DASH Guide:Cardiovascular Disease Co-morbidity
This guide is just part of a larger DASH Data Guide.
These datasets provide de-identified co-morbidity insurance data for diabetes, hypertension, and hyperlipidemia. The data is provided by three managed care organizations in Allegheny County (Gateway Health Plan, Highmark Health, and UPMC) and represents their insured population for the 2015 calendar year.
According to the World Health Organization, cardiovascular diseases are the leading global cause of death. In 2012, it has been
estimated that 17.5 million people died from cardiovascular disease, accounting for nearly one third of total deaths on the planet. Of these deaths, an estimated 7.4 million were due to coronary heart disease and 6.7 million were due to stroke. There are also geographic disparities evident in this data, with over three quarters of deaths due to cardiovascular disease occurring in low- and middle-income countries.
Most cardiovascular diseases can be prevented by addressing key behavioral risk factors, including tobacco use, unhealthy eating habits, physical inactivity, obesity, and excessive alcohol consumption. People with cardiovascular disease or those who are at elevated risk (due to the presence of one or more risk factors such as hypertension, diabetes, hyperlipidemia or already established disease) can benefit from early detection and management, including counseling, medication, and other treatments.
- Co-morbidity- The simultaneous presence of two chronic diseases or conditions in an individual.
- Diabetes - a disease in which the body’s ability to produce or respond to the hormone insulin is impaired, resulting in abnormal metabolism of carbohydrates and elevated levels of glucose in the blood and urine.
- Hypertension- abnormally high blood pressure.
- Hyperlipidemia- an abnormally high concentration of fats or lipids in the blood.
What's Included in the Data
- Total insured in participating managed care organizations
- Total diagnosed by disease types and gender
- Total receiving medication by disease type and gender
- Census Tract (2010 boundary)
Where to Find the Data
- Publicly Available
Things to Know
All four co-morbidity datasets include information on the total number insured, number of members with a diagnosis, and the number of diagnosed members that have filled medication related to that condition. Separate datasets include each of the four combinations of cardiovascular disease:
- The total number of members referenced in the data dictionary is based on de-identified, merged population data from Gateway Health Plan, Highmark Health, and the University of Pittsburgh Medical Center.
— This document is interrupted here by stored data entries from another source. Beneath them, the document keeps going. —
//! Workspace registry: records, recency history, and focus bookkeeping

use std::collections::HashMap;
use workspace_types::{ControllerInfo, WorkspaceHandle, WorkspaceRecord};

/// Keyed collection of open workspaces plus the recency history
///
/// Owned exclusively by the manager; every mutation happens inside one of
/// its operations. Lookup is O(1) by handle, scans are O(n) over a small n
/// (capacity is in the single digits).
#[derive(Debug, Default)]
pub struct WorkspaceRegistry {
    /// Open workspace records, keyed by handle
    records: HashMap<WorkspaceHandle, WorkspaceRecord>,
    /// Recency history, most-recently-touched last, no duplicates
    recency: Vec<WorkspaceHandle>,
    /// Currently focused workspace (`NONE` when nothing is focused)
    current: WorkspaceHandle,
    /// Permanent home workspace (`NONE` until first assigned)
    start: WorkspaceHandle,
}

impl WorkspaceRegistry {
    /// Creates an empty registry
    pub fn new() -> Self {
        Self::default()
    }

    /// Inserts a record for a freshly allocated handle
    pub fn insert(&mut self, handle: WorkspaceHandle, controller: &ControllerInfo) {
        self.records
            .insert(handle, WorkspaceRecord::new(handle, controller));
    }

    /// Removes a record, returning it if the handle was open
    pub fn remove(&mut self, handle: WorkspaceHandle) -> Option<WorkspaceRecord> {
        self.forget(handle);
        if self.current == handle {
            self.current = WorkspaceHandle::NONE;
        }
        self.records.remove(&handle)
    }

    /// Checks whether a handle is currently open
    pub fn contains(&self, handle: WorkspaceHandle) -> bool {
        self.records.contains_key(&handle)
    }

    /// Returns the record for a handle, if open
    pub fn record(&self, handle: WorkspaceHandle) -> Option<&WorkspaceRecord> {
        self.records.get(&handle)
    }

    /// Returns a mutable record for a handle, if open
    pub fn record_mut(&mut self, handle: WorkspaceHandle) -> Option<&mut WorkspaceRecord> {
        self.records.get_mut(&handle)
    }

    /// Number of open workspaces
    pub fn len(&self) -> usize {
        self.records.len()
    }

    /// Checks whether no workspace is open
    pub fn is_empty(&self) -> bool {
        self.records.is_empty()
    }

    /// Currently focused handle (`NONE` when nothing is focused)
    pub fn current(&self) -> WorkspaceHandle {
        self.current
    }

    /// Sets the focused handle
    pub fn set_current(&mut self, handle: WorkspaceHandle) {
        self.current = handle;
    }

    /// Start workspace handle (`NONE` until assigned)
    pub fn start(&self) -> WorkspaceHandle {
        self.start
    }

    /// Designates the start workspace
    ///
    /// Once set, only `reset` clears it; ordinary closes never touch it.
    pub fn set_start(&mut self, handle: WorkspaceHandle) {
        self.start = handle;
    }

    /// Touches a handle in the recency history
    ///
    /// Moves the handle to the most-recent end, appending if absent. A
    /// handle appears at most once.
    pub fn touch(&mut self, handle: WorkspaceHandle) {
        self.forget(handle);
        self.recency.push(handle);
    }

    /// Removes a handle from the recency history
    pub fn forget(&mut self, handle: WorkspaceHandle) {
        self.recency.retain(|&h| h != handle);
    }

    /// Recency history, most-recently-touched last
    pub fn recency(&self) -> &[WorkspaceHandle] {
        &self.recency
    }

    /// Most recently used workspace other than start and current
    ///
    /// Scans the history from the most-recent end backwards. Seeds the
    /// fallback origin for newly opened workspaces: closing a freshly
    /// spawned workspace should return the user to whatever they were
    /// doing before.
    pub fn last_used(&self) -> WorkspaceHandle {
        self.recency
            .iter()
            .rev()
            .copied()
            .find(|&h| h != self.start && h != self.current)
            .unwrap_or(WorkspaceHandle::NONE)
    }

    /// Number of open workspaces that count against capacity
    pub fn evictable_count(&self) -> usize {
        self.records
            .values()
            .filter(|r| r.evictable(self.start))
            .count()
    }

    /// Eviction candidate: the oldest evictable workspace
    ///
    /// Handles are monotonic, so the smallest handle is the oldest by
    /// creation order. `NONE` when nothing is eligible.
    pub fn eviction_candidate(&self) -> WorkspaceHandle {
        self.records
            .values()
            .filter(|r| r.evictable(self.start))
            .map(|r| r.handle)
            .min()
            .unwrap_or(WorkspaceHandle::NONE)
    }

    /// First workspace holding the editing lock, or `NONE`
    pub fn editing_workspace(&self) -> WorkspaceHandle {
        self.records
            .values()
            .filter(|r| r.editing)
            .map(|r| r.handle)
            .min()
            .unwrap_or(WorkspaceHandle::NONE)
    }

    /// Checks whether any workspace holds the editing lock
    pub fn has_editing_workspace(&self) -> bool {
        self.records.values().any(|r| r.editing)
    }

    /// Workspaces to show in the switcher
    ///
    /// All open workspaces except start, unless start is the only one
    /// open, in which case it is included. Ascending handle order.
    pub fn working_list(&self) -> Vec<&WorkspaceRecord> {
        let mut list: Vec<&WorkspaceRecord> = self
            .records
            .values()
            .filter(|r| r.handle != self.start)
            .collect();
        if list.is_empty() {
            if let Some(start) = self.records.get(&self.start) {
                list.push(start);
            }
        }
        list.sort_by_key(|r| r.handle);
        list
    }

    /// Clears all registry state, including the start designation
    pub fn reset(&mut self) {
        self.records.clear();
        self.recency.clear();
        self.current = WorkspaceHandle::NONE;
        self.start = WorkspaceHandle::NONE;
    }
}

#[cfg(test)]
mod tests {
    use super::*;

    fn handle(raw: u64) -> WorkspaceHandle {
        WorkspaceHandle::from_raw(raw)
    }

    fn registry_with(handles: &[u64]) -> WorkspaceRegistry {
        let mut registry = WorkspaceRegistry::new();
        for &raw in handles {
            registry.insert(handle(raw), &ControllerInfo::new());
            registry.touch(handle(raw));
        }
        registry
    }

    #[test]
    fn test_empty_registry() {
        let registry = WorkspaceRegistry::new();
        assert!(registry.is_empty());
        assert_eq!(registry.current(), WorkspaceHandle::NONE);
        assert_eq!(registry.start(), WorkspaceHandle::NONE);
        assert_eq!(registry.last_used(), WorkspaceHandle::NONE);
        assert_eq!(registry.eviction_candidate(), WorkspaceHandle::NONE);
    }

    #[test]
    fn test_insert_and_remove() {
        let mut registry = registry_with(&[1, 2]);
        assert_eq!(registry.len(), 2);
        assert!(registry.contains(handle(1)));

        let removed = registry.remove(handle(1)).unwrap();
        assert_eq!(removed.handle, handle(1));
        assert!(!registry.contains(handle(1)));
        assert!(!registry.recency().contains(&handle(1)));
        assert!(registry.remove(handle(1)).is_none());
    }

    #[test]
    fn test_remove_current_clears_focus() {
        let mut registry = registry_with(&[1]);
        registry.set_current(handle(1));

        registry.remove(handle(1));
        assert_eq!(registry.current(), WorkspaceHandle::NONE);
    }

    #[test]
    fn test_touch_moves_to_end_without_duplicates() {
        let mut registry = registry_with(&[1, 2, 3]);
        assert_eq!(registry.recency(), &[handle(1), handle(2), handle(3)]);

        registry.touch(handle(1));
        assert_eq!(registry.recency(), &[handle(2), handle(3), handle(1)]);
    }

    #[test]
    fn test_last_used_skips_start_and_current() {
        let mut registry = registry_with(&[1, 2, 3]);
        registry.set_start(handle(1));
        registry.set_current(handle(3));

        assert_eq!(registry.last_used(), handle(2));

        registry.set_current(handle(2));
        registry.touch(handle(2));
        assert_eq!(registry.last_used(), handle(3));
    }

    #[test]
    fn test_eviction_candidate_is_smallest_handle() {
        let mut registry = registry_with(&[5, 7, 9]);
        assert_eq!(registry.eviction_candidate(), handle(5));

        registry.record_mut(handle(5)).unwrap().editing = true;
        assert_eq!(registry.eviction_candidate(), handle(7));
    }

    #[test]
    fn test_evictable_count_exempts_start_and_editing() {
        let mut registry = registry_with(&[1, 2, 3]);
        registry.set_start(handle(1));
        assert_eq!(registry.evictable_count(), 2);

        registry.record_mut(handle(2)).unwrap().editing = true;
        assert_eq!(registry.evictable_count(), 1);
    }

    #[test]
    fn test_editing_queries() {
        let mut registry = registry_with(&[1, 2]);
        assert!(!registry.has_editing_workspace());
        assert_eq!(registry.editing_workspace(), WorkspaceHandle::NONE);

        registry.record_mut(handle(2)).unwrap().editing = true;
        assert!(registry.has_editing_workspace());
        assert_eq!(registry.editing_workspace(), handle(2));
    }

    #[test]
    fn test_working_list_excludes_start() {
        let mut registry = registry_with(&[1, 2, 3]);
        registry.set_start(handle(1));

        let list = registry.working_list();
        let handles: Vec<WorkspaceHandle> = list.iter().map(|r| r.handle).collect();
        assert_eq!(handles, vec![handle(2), handle(3)]);
    }

    #[test]
    fn test_working_list_includes_lone_start() {
        let mut registry = registry_with(&[1]);
        registry.set_start(handle(1));

        let list = registry.working_list();
        assert_eq!(list.len(), 1);
        assert_eq!(list[0].handle, handle(1));
    }

    #[test]
    fn test_reset_clears_everything() {
        let mut registry = registry_with(&[1, 2]);
        registry.set_start(handle(1));
        registry.set_current(handle(2));

        registry.reset();
        assert!(registry.is_empty());
        assert!(registry.recency().is_empty());
        assert_eq!(registry.current(), WorkspaceHandle::NONE);
        assert_eq!(registry.start(), WorkspaceHandle::NONE);
    }
}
These members represent approximately 60% of the county’s insured population. The total estimate of insured people in Allegheny County used to calculate this statistic comes from the U.S. Census Bureau's 2015 American Community Survey.
- The share of insured members of the participating managed care organizations varies from tract to tract. For this reason, the most-appropriate tract level comparison to use is the percent of the insured population from participating managed care organizations with a particular diagnosis.
- An individual may be diagnosed with a cardiovascular disease condition, but if they are not a member of a participating managed care organization, they would not be captured in the data. Likewise, an individual could be enrolled in one of the participating managed care organizations, have a cardiovascular disease, be undiagnosed, and therefore not captured in the data.
- Users should be cautious of using administrative claims data as a measure of disease prevalence and interpreting trends over time, as data provided were collected for purposes other than surveillance. Limitations of these data include but are not limited to: misclassification, duplicate individuals, exclusion of individuals who did not seek care in past two years and those who are: uninsured, enrolled in plans not represented in the dataset, or were not enrolled in one of the represented plans for at least 90 days.